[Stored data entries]
[Start of Attachment]

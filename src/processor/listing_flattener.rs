use anyhow::{Result, anyhow};
use polars::prelude::*;
use std::collections::HashMap;
use tracing::info;

use crate::models::{AREA_NUMERIC, FieldValue, ListingRecord, PRICE_NUMERIC};

/// Flattens listing records into one table, one column per label.
///
/// Columns appear in the order they are first seen across the records. A
/// record without a given label gets a null in that column.
pub struct ListingFlattener;

impl ListingFlattener {
    pub fn new() -> Self {
        ListingFlattener
    }

    pub fn column_names(&self, records: &[ListingRecord]) -> Vec<String> {
        let mut names: Vec<String> = Vec::new();
        for record in records {
            for (name, _) in record.fields() {
                if !names.iter().any(|n| n == name) {
                    names.push(name.to_string());
                }
            }
        }
        names
    }

    pub fn flatten_to_dataframe(&self, records: &[ListingRecord]) -> Result<DataFrame> {
        if records.is_empty() {
            return Ok(DataFrame::empty());
        }

        let rows: Vec<HashMap<&str, FieldValue<'_>>> = records
            .iter()
            .map(|record| record.fields().into_iter().collect())
            .collect();

        let mut columns = Vec::new();
        for name in self.column_names(records) {
            let series = if is_numeric_column(&name) {
                let values: Vec<Option<f64>> = rows
                    .iter()
                    .map(|row| match row.get(name.as_str()) {
                        Some(FieldValue::Number(n)) => Some(*n),
                        _ => None,
                    })
                    .collect();
                Series::new(name.as_str().into(), values)
            } else {
                let values: Vec<Option<String>> = rows
                    .iter()
                    .map(|row| match row.get(name.as_str()) {
                        Some(FieldValue::Text(text)) => Some(text.to_string()),
                        Some(FieldValue::Number(n)) => Some(n.to_string()),
                        _ => None,
                    })
                    .collect();
                Series::new(name.as_str().into(), values)
            };
            columns.push(series.into());
        }

        let df = DataFrame::new(columns).map_err(|e| anyhow!("Failed to create DataFrame: {}", e))?;
        info!(
            "Flattened {} listings into {} columns",
            df.height(),
            df.width()
        );
        Ok(df)
    }
}

fn is_numeric_column(name: &str) -> bool {
    name == PRICE_NUMERIC || name == AREA_NUMERIC
}

impl Default for ListingFlattener {
    fn default() -> Self {
        Self::new()
    }
}

#[cfg(test)]
mod tests {
    use super::*;
    use crate::models::{District, PropertyMap};

    fn record(url: &str, properties: &[(&str, &str)], area: Option<f64>) -> ListingRecord {
        ListingRecord {
            properties: properties.iter().copied().collect::<PropertyMap>(),
            price_text: "100 сая".to_string(),
            price_numeric: Some(100.0),
            area_numeric: area,
            address_text: None,
            district: Some(District::KhanUul),
            url: url.to_string(),
        }
    }

    #[test]
    fn test_column_union_in_first_seen_order() {
        let flattener = ListingFlattener::new();
        let records = vec![
            record("a", &[("Шал", "Паркет")], Some(50.0)),
            record("b", &[("Гараж", "Байгаа"), ("Шал", "Ламинат")], None),
        ];

        let names = flattener.column_names(&records);
        assert_eq!(names[0], "Шал");
        assert_eq!(names[1], "price_text");
        assert_eq!(names.last().unwrap(), "Гараж");
        assert_eq!(names.len(), 8);
    }

    #[test]
    fn test_flatten_fills_missing_with_null() {
        let flattener = ListingFlattener::new();
        let records = vec![
            record("a", &[("Шал", "Паркет")], Some(50.0)),
            record("b", &[("Гараж", "Байгаа")], None),
        ];

        let df = flattener.flatten_to_dataframe(&records).unwrap();
        assert_eq!(df.height(), 2);

        let garage = df.column("Гараж").unwrap().str().unwrap();
        assert_eq!(garage.get(0), None);
        assert_eq!(garage.get(1), Some("Байгаа"));

        let area = df.column("area_numeric").unwrap().f64().unwrap();
        assert_eq!(area.get(0), Some(50.0));
        assert_eq!(area.get(1), None);

        let district = df.column("district").unwrap().str().unwrap();
        assert_eq!(district.get(0), Some("Хан-Уул"));
    }

    #[test]
    fn test_empty_records() {
        let df = ListingFlattener::new().flatten_to_dataframe(&[]).unwrap();
        assert_eq!(df.height(), 0);
    }
}
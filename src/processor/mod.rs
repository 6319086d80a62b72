pub mod column_resolver;
pub mod field_extractor;
pub mod listing_flattener;
pub mod rule_normalizer;
pub mod value_parser;

pub use column_resolver::*;
pub use field_extractor::*;
pub use listing_flattener::*;
pub use rule_normalizer::*;
pub use value_parser::*;
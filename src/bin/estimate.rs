use anyhow::{Context, Result};
use std::env;
use tracing::info;

use unegui_pipeline::config::EstimatorConfig;
use unegui_pipeline::estimator::{PriceModel, build_form, confirm, fill_form, format_price};
use unegui_pipeline::processor::RuleNormalizer;
use unegui_pipeline::storage::FileStorage;

const DEFAULT_DATASET: &str = "unegui_data.csv";
const DEFAULT_CONFIG: &str = "src/configs/estimator.toml";

fn main() -> Result<()> {
    tracing_subscriber::fmt::init();
    dotenv::dotenv().ok();

    let dataset_path = env::args()
        .nth(1)
        .unwrap_or_else(|| DEFAULT_DATASET.to_string());
    let config_path = env::var("ESTIMATOR_CONFIG").unwrap_or_else(|_| DEFAULT_CONFIG.to_string());
    let config = EstimatorConfig::load_or_default(&config_path)
        .context("Failed to load estimator configuration")?;

    let mut df = FileStorage::load_csv(&dataset_path)?;

    RuleNormalizer::new(&config.columns)
        .normalize_dataframe(&mut df)
        .context("Dataset cannot be used for estimation")?;
    info!("{} rows with price and area after normalization", df.height());

    let model = PriceModel::train(&df, &config)?;
    let form = build_form(&df, &model)?;

    match model.r2() {
        Some(score) => println!("📊 ML загварын R² score: {:.2}", score),
        None => println!("📊 R² score unavailable, test split too small"),
    }

    loop {
        println!("\n🔮 Үнэ таамаглуулах");
        let values = fill_form(&form)?;
        let prediction = model.predict(&values)?;
        println!("💰 ML таамагласан үнэ: {}", format_price(prediction));

        if !confirm("Another estimate?")? {
            break;
        }
    }

    Ok(())
}
use anyhow::Result;
use dialoguer::theme::ColorfulTheme;
use dialoguer::{Confirm, Input, Select};
use polars::prelude::*;
use std::collections::HashMap;
use tracing::warn;

use crate::estimator::feature_encoder::{ColumnData, FeatureKind, FeatureValue};
use crate::estimator::price_model::PriceModel;

/// One question of the estimate form
#[derive(Debug, Clone, PartialEq)]
pub enum FormField {
    /// Pick one of the values seen in the dataset; the first is the default
    Choice { name: String, options: Vec<String> },
    Number { name: String, default: f64 },
}

impl FormField {
    pub fn name(&self) -> &str {
        match self {
            FormField::Choice { name, .. } | FormField::Number { name, .. } => name,
        }
    }

    /// Value of the option picked at `index`
    pub fn choice(&self, index: usize) -> FeatureValue {
        match self {
            FormField::Choice { options, .. } => options
                .get(index)
                .map(|option| FeatureValue::Category(option.clone()))
                .unwrap_or(FeatureValue::Missing),
            FormField::Number { .. } => FeatureValue::Missing,
        }
    }
}

/// Builds one field per model feature from the full dataset
pub fn build_form(df: &DataFrame, model: &PriceModel) -> Result<Vec<FormField>> {
    let all_rows: Vec<usize> = (0..df.height()).collect();
    let mut fields = Vec::new();

    for feature in model.feature_columns() {
        let data = ColumnData::from_frame(df, &feature.name)?;
        let field = match feature.kind {
            FeatureKind::Categorical { .. } => FormField::Choice {
                name: feature.name.clone(),
                options: data.distinct(&all_rows),
            },
            FeatureKind::Numeric { .. } => FormField::Number {
                name: feature.name.clone(),
                default: data.mean(&all_rows).map(f64::trunc).unwrap_or(0.0),
            },
        };
        fields.push(field);
    }

    Ok(fields)
}

/// Asks every field in turn on the terminal
pub fn fill_form(fields: &[FormField]) -> Result<HashMap<String, FeatureValue>> {
    let theme = ColorfulTheme::default();
    let mut values = HashMap::new();

    for field in fields {
        let value = match field {
            FormField::Choice { name, options } if options.is_empty() => {
                warn!("{} has no values in the dataset, skipped", name);
                FeatureValue::Missing
            }
            FormField::Choice { name, options } => {
                let index = Select::with_theme(&theme)
                    .with_prompt(name)
                    .items(options)
                    .default(0)
                    .interact()?;
                field.choice(index)
            }
            FormField::Number { name, default } => {
                let number: f64 = Input::with_theme(&theme)
                    .with_prompt(name)
                    .default(*default)
                    .interact_text()?;
                FeatureValue::Number(number)
            }
        };
        values.insert(field.name().to_string(), value);
    }

    Ok(values)
}

pub fn confirm(prompt: &str) -> Result<bool> {
    Ok(Confirm::with_theme(&ColorfulTheme::default())
        .with_prompt(prompt)
        .default(false)
        .interact()?)
}

/// Whole tögrög with thousands separators, e.g. `1,234,567 ₮`
pub fn format_price(value: f64) -> String {
    let rounded = value.round() as i64;
    let digits = rounded.unsigned_abs().to_string();

    let mut grouped = String::new();
    for (i, ch) in digits.chars().enumerate() {
        if i > 0 && (digits.len() - i) % 3 == 0 {
            grouped.push(',');
        }
        grouped.push(ch);
    }

    let sign = if rounded < 0 { "-" } else { "" };
    format!("{}{} ₮", sign, grouped)
}
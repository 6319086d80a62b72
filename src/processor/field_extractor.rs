use anyhow::{Result, anyhow};
use scraper::{ElementRef, Html, Selector};
use tracing::debug;

use crate::config::SelectorConfig;
use crate::models::{District, ListingRecord, PropertyMap};
use crate::processor::value_parser::{parse_listing_area, parse_listing_price};

pub(crate) fn parse_selector(selector: &str) -> Result<Selector> {
    Selector::parse(selector).map_err(|e| anyhow!("Invalid selector '{}': {:?}", selector, e))
}

/// Text of an element with every text node trimmed, NBSP turned into spaces
pub fn clean_text(element: ElementRef) -> String {
    element
        .text()
        .map(str::trim)
        .collect::<String>()
        .replace('\u{00A0}', " ")
        .trim()
        .to_string()
}

/// One way of pulling label/value pairs out of a listing page
pub trait ExtractionStrategy: Send + Sync {
    fn name(&self) -> &'static str;

    fn extract(&self, document: &Html) -> PropertyMap;
}

/// `.name`/`.value` pairs from the attribute block under the price title
pub struct PropertyLayoutStrategy {
    row: Selector,
    name: Selector,
    value: Selector,
}

impl PropertyLayoutStrategy {
    pub fn new(config: &SelectorConfig) -> Result<Self> {
        Ok(Self {
            row: parse_selector(&config.property_row)?,
            name: parse_selector(&config.property_name)?,
            value: parse_selector(&config.property_value)?,
        })
    }
}

impl ExtractionStrategy for PropertyLayoutStrategy {
    fn name(&self) -> &'static str {
        "property-layout"
    }

    fn extract(&self, document: &Html) -> PropertyMap {
        let mut properties = PropertyMap::new();
        for row in document.select(&self.row) {
            let key = row.select(&self.name).next().map(clean_text).unwrap_or_default();
            let value = row.select(&self.value).next().map(clean_text).unwrap_or_default();
            if !key.is_empty() {
                properties.insert(key, value);
            }
        }
        properties
    }
}

/// Generic two-column table rows: first cell is the label
pub struct TableRowStrategy {
    row: Selector,
    cell: Selector,
}

impl TableRowStrategy {
    pub fn new(config: &SelectorConfig) -> Result<Self> {
        Ok(Self {
            row: parse_selector(&config.table_row)?,
            cell: parse_selector(&config.table_cell)?,
        })
    }
}

impl ExtractionStrategy for TableRowStrategy {
    fn name(&self) -> &'static str {
        "table-rows"
    }

    fn extract(&self, document: &Html) -> PropertyMap {
        let mut properties = PropertyMap::new();
        for row in document.select(&self.row) {
            let cells: Vec<ElementRef> = row.select(&self.cell).collect();
            if cells.len() < 2 {
                continue;
            }
            let key = clean_text(cells[0]).replace(':', "");
            if !key.is_empty() {
                properties.insert(key, clean_text(cells[1]));
            }
        }
        properties
    }
}

/// List items of the form `label: value`
pub struct ListItemStrategy {
    item: Selector,
}

impl ListItemStrategy {
    pub fn new(config: &SelectorConfig) -> Result<Self> {
        Ok(Self {
            item: parse_selector(&config.list_item)?,
        })
    }
}

impl ExtractionStrategy for ListItemStrategy {
    fn name(&self) -> &'static str {
        "list-items"
    }

    fn extract(&self, document: &Html) -> PropertyMap {
        let mut properties = PropertyMap::new();
        for item in document.select(&self.item) {
            let text = clean_text(item);
            if let Some((key, value)) = text.split_once(':') {
                properties.insert(key.trim(), value.trim());
            }
        }
        properties
    }
}

/// Runs every inner strategy and merges the results, later keys winning
pub struct MergedStrategy {
    name: &'static str,
    parts: Vec<Box<dyn ExtractionStrategy>>,
}

impl MergedStrategy {
    pub fn new(name: &'static str, parts: Vec<Box<dyn ExtractionStrategy>>) -> Self {
        Self { name, parts }
    }
}

impl ExtractionStrategy for MergedStrategy {
    fn name(&self) -> &'static str {
        self.name
    }

    fn extract(&self, document: &Html) -> PropertyMap {
        let mut properties = PropertyMap::new();
        for part in &self.parts {
            properties.merge(part.extract(document));
        }
        properties
    }
}

/// Turns a listing page into a [`ListingRecord`].
///
/// Label/value pairs come from the first strategy in the chain that finds
/// anything. Price, area, address and district are derived afterwards.
pub struct ListingExtractor {
    strategies: Vec<Box<dyn ExtractionStrategy>>,
    price_selectors: Vec<Selector>,
    address: Selector,
    area_label: String,
}

impl ListingExtractor {
    pub fn from_config(config: &SelectorConfig) -> Result<Self> {
        let fallbacks: Vec<Box<dyn ExtractionStrategy>> = vec![
            Box::new(TableRowStrategy::new(config)?),
            Box::new(ListItemStrategy::new(config)?),
        ];
        let strategies: Vec<Box<dyn ExtractionStrategy>> = vec![
            Box::new(PropertyLayoutStrategy::new(config)?),
            Box::new(MergedStrategy::new("generic-fallback", fallbacks)),
        ];

        let price_selectors = config
            .price_selectors
            .iter()
            .map(|s| parse_selector(s))
            .collect::<Result<Vec<_>>>()?;

        Ok(Self {
            strategies,
            price_selectors,
            address: parse_selector(&config.address)?,
            area_label: config.area_label.clone(),
        })
    }

    pub fn extract(&self, html: &str, url: &str) -> ListingRecord {
        let document = Html::parse_document(html);

        let properties = self.extract_properties(&document);
        let price_text = self.extract_price_text(&document);
        let price_numeric = parse_listing_price(&price_text);
        let area_numeric = properties
            .get(&self.area_label)
            .and_then(parse_listing_area);
        let address_text = document.select(&self.address).next().map(clean_text);
        let district = address_text.as_deref().and_then(District::from_address);

        ListingRecord {
            properties,
            price_text,
            price_numeric,
            area_numeric,
            address_text,
            district,
            url: url.to_string(),
        }
    }

    pub fn extract_properties(&self, document: &Html) -> PropertyMap {
        for strategy in &self.strategies {
            let properties = strategy.extract(document);
            if !properties.is_empty() {
                debug!(
                    "Strategy '{}' extracted {} properties",
                    strategy.name(),
                    properties.len()
                );
                return properties;
            }
        }
        debug!("No strategy extracted any properties");
        PropertyMap::new()
    }

    fn extract_price_text(&self, document: &Html) -> String {
        self.price_selectors
            .iter()
            .filter_map(|selector| document.select(selector).next())
            .map(clean_text)
            .find(|text| !text.is_empty())
            .unwrap_or_default()
    }
}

[End of Attachment]

Problem to solve ->
Could you copy every line from the records that has "PriceModel" in it?

Exercise output ->
use unegui_pipeline::estimator::{PriceModel, build_form, confirm, fill_form, format_price};
    let model = PriceModel::train(&df, &config)?;
use crate::estimator::price_model::PriceModel;
pub fn build_form(df: &DataFrame, model: &PriceModel) -> Result<Vec<FormField>> {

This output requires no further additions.